◆ **Data**:

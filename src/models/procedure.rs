//! Stored-procedure call descriptions and results.

use crate::models::value::{Value, ValueKind};
use serde::Serialize;

/// A stored-procedure invocation.
///
/// `sql` is written in the store's own call syntax with one placeholder per
/// slot. When `return_kind` is set, the first placeholder is the scalar
/// output and the bound inputs follow it.
#[derive(Debug, Clone, PartialEq)]
pub struct ProcedureCall {
    pub sql: String,
    pub return_kind: Option<ValueKind>,
    pub kinds: Vec<ValueKind>,
    pub params: Vec<Value>,
}

impl ProcedureCall {
    pub fn new(sql: impl Into<String>) -> Self {
        Self {
            sql: sql.into(),
            return_kind: None,
            kinds: Vec::new(),
            params: Vec::new(),
        }
    }

    /// Declare a scalar return value of the given kind.
    pub fn returning(mut self, kind: ValueKind) -> Self {
        self.return_kind = Some(kind);
        self
    }

    /// Append one input parameter.
    pub fn arg(mut self, kind: ValueKind, value: impl Into<Value>) -> Self {
        self.kinds.push(kind);
        self.params.push(value.into());
        self
    }
}

/// One output block produced by a statement executed inside a procedure.
#[derive(Debug, Clone, PartialEq, Serialize)]
#[serde(tag = "type", content = "data", rename_all = "snake_case")]
pub enum ProcedureBlock {
    /// A row set, positionally decoded.
    Rows(Vec<Vec<Value>>),
    /// Rows affected by a statement that produced no row set.
    UpdateCount(i64),
}

impl ProcedureBlock {
    pub fn is_rows(&self) -> bool {
        matches!(self, ProcedureBlock::Rows(_))
    }
}

/// Collected outcome of a procedure call.
#[derive(Debug, Clone, PartialEq, Serialize)]
pub struct ProcedureResult {
    pub returned: Option<Value>,
    /// Lenient sum of update counts, -1 when no statement reported one
    pub affected_rows: i64,
    pub blocks: Vec<ProcedureBlock>,
}

impl ProcedureResult {
    /// Row sets only, in the order they were produced.
    pub fn row_sets(&self) -> impl Iterator<Item = &Vec<Vec<Value>>> {
        self.blocks.iter().filter_map(|b| match b {
            ProcedureBlock::Rows(rows) => Some(rows),
            ProcedureBlock::UpdateCount(_) => None,
        })
    }
}
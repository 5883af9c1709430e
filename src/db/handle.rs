//! Capability tiers handed to a unit of work.
//!
//! [`ReadAccess`] ⊂ [`WriteAccess`] ⊂ [`TransactionControl`]: each tier is a
//! strict superset of the one below. The traits are sealed and implemented
//! only by the three handle types, so a readonly unit of work cannot reach a
//! write operation at compile time.
//!
//! A handle owns exactly one live connection for the duration of one driver
//! call and is never shared between concurrent callers.

use crate::db::connection::{
    BoxConnection, Connection, RowCallback, Statement, accumulate_affected_rows,
};
use crate::db::procedure::{self, BlockProcessor};
use crate::error::{DbError, DbResult};
use crate::models::{ProcedureBlock, ProcedureCall, ProcedureResult, Record, RowTable, Value, ValueKind};
use std::future::Future;
use std::sync::Arc;

mod sealed {
    use crate::db::connection::Connection;

    pub trait Sealed {
        fn connection(&mut self) -> &mut dyn Connection;
    }
}

/// Check parameter arity and per-position kinds before anything is bound.
pub(crate) fn check_params(kinds: &[ValueKind], params: &[Value]) -> DbResult<()> {
    if kinds.len() != params.len() {
        return Err(DbError::data_shape(format!(
            "{} parameter kinds declared but {} values supplied",
            kinds.len(),
            params.len()
        )));
    }
    for (position, (kind, value)) in kinds.iter().zip(params).enumerate() {
        if !kind.is_compatible(value) {
            return Err(DbError::access(format!(
                "Parameter {} declared as {} but the value is {}",
                position,
                kind,
                value.type_name()
            )));
        }
    }
    Ok(())
}

fn check_rows(kinds: &[ValueKind], rows: &[Vec<Value>]) -> DbResult<()> {
    for (index, row) in rows.iter().enumerate() {
        check_params(kinds, row).map_err(|e| match e {
            DbError::DataShape { message } => {
                DbError::data_shape(format!("Row {}: {}", index, message))
            }
            DbError::Access { message, .. } => DbError::access(format!("Row {}: {}", index, message)),
            other => other,
        })?;
    }
    Ok(())
}

async fn fetch_checked(
    conn: &mut dyn Connection,
    statement: Statement<'_>,
    columns: &[ValueKind],
    on_row: &mut RowCallback<'_>,
) -> DbResult<usize> {
    check_params(statement.kinds, statement.params)?;
    conn.fetch(statement, columns, on_row).await
}

/// Read operations available in every mode.
pub trait ReadAccess: sealed::Sealed + Send {
    /// Read the first row into positional slots of the declared column kinds.
    fn query_row(
        &mut self,
        sql: &str,
        kinds: &[ValueKind],
        params: &[Value],
        columns: &[ValueKind],
    ) -> impl Future<Output = DbResult<Option<Vec<Value>>>> + Send {
        async move {
            let mut first = None;
            fetch_checked(
                self.connection(),
                Statement::new(sql, kinds, params),
                columns,
                &mut |row| {
                    first = Some(row);
                    Ok(false)
                },
            )
            .await?;
            Ok(first)
        }
    }

    /// Read the first row into a fresh instance of `prototype`.
    fn query_record(
        &mut self,
        sql: &str,
        kinds: &[ValueKind],
        params: &[Value],
        prototype: &Record,
    ) -> impl Future<Output = DbResult<Option<Record>>> + Send {
        async move {
            let columns = Arc::clone(prototype.shape().kinds());
            let mut first = None;
            fetch_checked(
                self.connection(),
                Statement::new(sql, kinds, params),
                &columns,
                &mut |row| {
                    let mut record = prototype.new_instance();
                    record.set_values(row)?;
                    first = Some(record);
                    Ok(false)
                },
            )
            .await?;
            Ok(first)
        }
    }

    /// Append every row to `out`. Returns the number of rows appended.
    fn query_into(
        &mut self,
        sql: &str,
        kinds: &[ValueKind],
        params: &[Value],
        columns: &[ValueKind],
        out: &mut Vec<Vec<Value>>,
    ) -> impl Future<Output = DbResult<usize>> + Send {
        async move {
            fetch_checked(
                self.connection(),
                Statement::new(sql, kinds, params),
                columns,
                &mut |row| {
                    out.push(row);
                    Ok(true)
                },
            )
            .await
        }
    }

    /// Append every row to `table`, each one cloned from the table's
    /// prototype and filled positionally.
    fn query_table(
        &mut self,
        sql: &str,
        kinds: &[ValueKind],
        params: &[Value],
        table: &mut RowTable,
    ) -> impl Future<Output = DbResult<usize>> + Send {
        async move {
            let columns = Arc::clone(table.shape().kinds());
            fetch_checked(
                self.connection(),
                Statement::new(sql, kinds, params),
                &columns,
                &mut |row| {
                    table.push_values(row)?;
                    Ok(true)
                },
            )
            .await
        }
    }

    /// Stream rows to `on_row` until it returns `false`. Returns the number of
    /// rows seen.
    fn query_each<F>(
        &mut self,
        sql: &str,
        kinds: &[ValueKind],
        params: &[Value],
        columns: &[ValueKind],
        mut on_row: F,
    ) -> impl Future<Output = DbResult<usize>> + Send
    where
        F: FnMut(&[Value]) -> bool + Send,
    {
        async move {
            fetch_checked(
                self.connection(),
                Statement::new(sql, kinds, params),
                columns,
                &mut |row| Ok(on_row(&row)),
            )
            .await
        }
    }

    /// Call a stored procedure, passing each produced block to `processor`
    /// while it returns `true`. Returns the declared scalar, if any.
    fn call_procedure<F>(
        &mut self,
        call: &ProcedureCall,
        mut processor: F,
    ) -> impl Future<Output = DbResult<Option<Value>>> + Send
    where
        F: FnMut(ProcedureBlock) -> bool + Send,
    {
        async move {
            let processor: &mut BlockProcessor<'_> = &mut processor;
            procedure::invoke(self.connection(), call, processor).await
        }
    }

    /// Call a stored procedure and collect everything it produced.
    fn call_procedure_collect(
        &mut self,
        call: &ProcedureCall,
    ) -> impl Future<Output = DbResult<ProcedureResult>> + Send {
        async move { procedure::invoke_collect(self.connection(), call).await }
    }
}

/// Write operations, available in read-write and multi-transaction modes.
///
/// Every write returns the number of rows affected. A statement whose count
/// the driver cannot report is counted as one row.
pub trait WriteAccess: ReadAccess {
    fn execute(
        &mut self,
        sql: &str,
        kinds: &[ValueKind],
        params: &[Value],
    ) -> impl Future<Output = DbResult<u64>> + Send {
        async move {
            check_params(kinds, params)?;
            let count = self
                .connection()
                .execute(Statement::new(sql, kinds, params))
                .await?;
            Ok(accumulate_affected_rows(&[count]))
        }
    }

    /// Execute with parameters taken from a record, in shape order.
    fn execute_record(
        &mut self,
        sql: &str,
        record: &Record,
    ) -> impl Future<Output = DbResult<u64>> + Send {
        async move {
            let kinds = Arc::clone(record.shape().kinds());
            self.execute(sql, &kinds, record.values()).await
        }
    }

    /// Execute once per row; each row is parallel to `kinds`.
    fn execute_batch(
        &mut self,
        sql: &str,
        kinds: &[ValueKind],
        rows: &[Vec<Value>],
    ) -> impl Future<Output = DbResult<u64>> + Send {
        async move {
            check_rows(kinds, rows)?;
            let counts = self.connection().execute_batch(sql, kinds, rows).await?;
            Ok(accumulate_affected_rows(&counts))
        }
    }

    fn execute_table(
        &mut self,
        sql: &str,
        table: &RowTable,
    ) -> impl Future<Output = DbResult<u64>> + Send {
        async move {
            let kinds = Arc::clone(table.shape().kinds());
            let rows = table.to_value_rows();
            self.execute_batch(sql, &kinds, &rows).await
        }
    }

    /// Insert one row and return its generated key.
    ///
    /// Fails unless the driver reports exactly one key.
    fn insert_with_key(
        &mut self,
        sql: &str,
        kinds: &[ValueKind],
        params: &[Value],
        key_kind: ValueKind,
    ) -> impl Future<Output = DbResult<Value>> + Send {
        async move {
            check_params(kinds, params)?;
            let rows = [params.to_vec()];
            let mut keys = self
                .connection()
                .insert_returning_keys(sql, kinds, &rows, key_kind)
                .await?;
            if keys.len() != 1 {
                return Err(DbError::data_shape(format!(
                    "Expected exactly one generated key but the driver reported {}",
                    keys.len()
                )));
            }
            Ok(keys.remove(0))
        }
    }

    /// Insert every row and return one generated key per row, in row order.
    ///
    /// Fails if the driver reports a different number of keys than rows.
    fn insert_batch_with_keys(
        &mut self,
        sql: &str,
        kinds: &[ValueKind],
        rows: &[Vec<Value>],
        key_kind: ValueKind,
    ) -> impl Future<Output = DbResult<Vec<Value>>> + Send {
        async move {
            check_rows(kinds, rows)?;
            let keys = self
                .connection()
                .insert_returning_keys(sql, kinds, rows, key_kind)
                .await?;
            if keys.len() != rows.len() {
                return Err(DbError::data_shape(format!(
                    "Expected {} generated keys but the driver reported {}",
                    rows.len(),
                    keys.len()
                )));
            }
            Ok(keys)
        }
    }

    fn insert_table_with_keys(
        &mut self,
        sql: &str,
        table: &RowTable,
        key_kind: ValueKind,
    ) -> impl Future<Output = DbResult<Vec<Value>>> + Send {
        async move {
            let kinds = Arc::clone(table.shape().kinds());
            let rows = table.to_value_rows();
            self.insert_batch_with_keys(sql, &kinds, &rows, key_kind)
                .await
        }
    }
}

/// Explicit transaction boundaries for multi-transaction mode.
pub trait TransactionControl: WriteAccess {
    /// Toggle auto-commit. Re-enabling it commits an open transaction.
    fn set_auto_commit(&mut self, auto_commit: bool) -> impl Future<Output = DbResult<()>> + Send {
        async move { self.connection().set_auto_commit(auto_commit).await }
    }

    fn auto_commit(&mut self) -> bool {
        self.connection().auto_commit()
    }

    fn commit(&mut self) -> impl Future<Output = DbResult<()>> + Send {
        async move { self.connection().commit().await }
    }

    fn rollback(&mut self) -> impl Future<Output = DbResult<()>> + Send {
        async move { self.connection().rollback().await }
    }
}

macro_rules! handle {
    ($(#[$meta:meta])* $name:ident) => {
        $(#[$meta])*
        pub struct $name {
            conn: BoxConnection,
        }

        impl $name {
            pub(crate) fn new(conn: BoxConnection) -> Self {
                Self { conn }
            }

            pub(crate) fn into_connection(self) -> BoxConnection {
                self.conn
            }
        }

        impl sealed::Sealed for $name {
            fn connection(&mut self) -> &mut dyn Connection {
                self.conn.as_mut()
            }
        }
    };
}

handle!(
    /// Handle passed to a readonly unit of work.
    ReadonlyHandle
);
handle!(
    /// Handle passed to a read-write unit of work.
    ReadWriteHandle
);
handle!(
    /// Handle passed to a multi-transaction unit of work.
    TransactionHandle
);

impl ReadAccess for ReadonlyHandle {}

impl ReadAccess for ReadWriteHandle {}
impl WriteAccess for ReadWriteHandle {}

impl ReadAccess for TransactionHandle {}
impl WriteAccess for TransactionHandle {}
impl TransactionControl for TransactionHandle {}

#[cfg(test)]
mod tests {
    use super::*;

    #[test]
    fn test_check_params_arity_is_data_shape() {
        let result = check_params(&[ValueKind::Text], &[]);
        assert!(matches!(result, Err(DbError::DataShape { .. })));
    }

    #[test]
    fn test_check_params_kind_mismatch_names_position() {
        let result = check_params(
            &[ValueKind::Text, ValueKind::Integer],
            &[Value::from("a"), Value::from("b")],
        );
        let err = result.unwrap_err();
        assert!(matches!(err, DbError::Access { .. }));
        let message = err.to_string();
        assert!(message.contains("Parameter 1"), "{message}");
        assert!(message.contains("integer"), "{message}");
    }

    #[test]
    fn test_check_params_accepts_null_for_any_kind() {
        let kinds = [ValueKind::Date, ValueKind::Decimal];
        assert!(check_params(&kinds, &[Value::Null, Value::Null]).is_ok());
    }

    #[test]
    fn test_check_rows_reports_row_index() {
        let rows = vec![vec![Value::Integer(1)], vec![]];
        let err = check_rows(&[ValueKind::Integer], &rows).unwrap_err();
        assert!(err.to_string().contains("Row 1"));
    }
}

◆ **Activity**: Please print verbatim each line from the first line of the entries above to the line that contains "is the scalar", inclusive, and nothing more.

◆ **Written answer**:
filename src/models/procedure.rs
//! Stored-procedure call descriptions and results.

use crate::models::value::{Value, ValueKind};
use serde::Serialize;

/// A stored-procedure invocation.
///
/// `sql` is written in the store's own call syntax with one placeholder per
/// slot. When `return_kind` is set, the first placeholder is the scalar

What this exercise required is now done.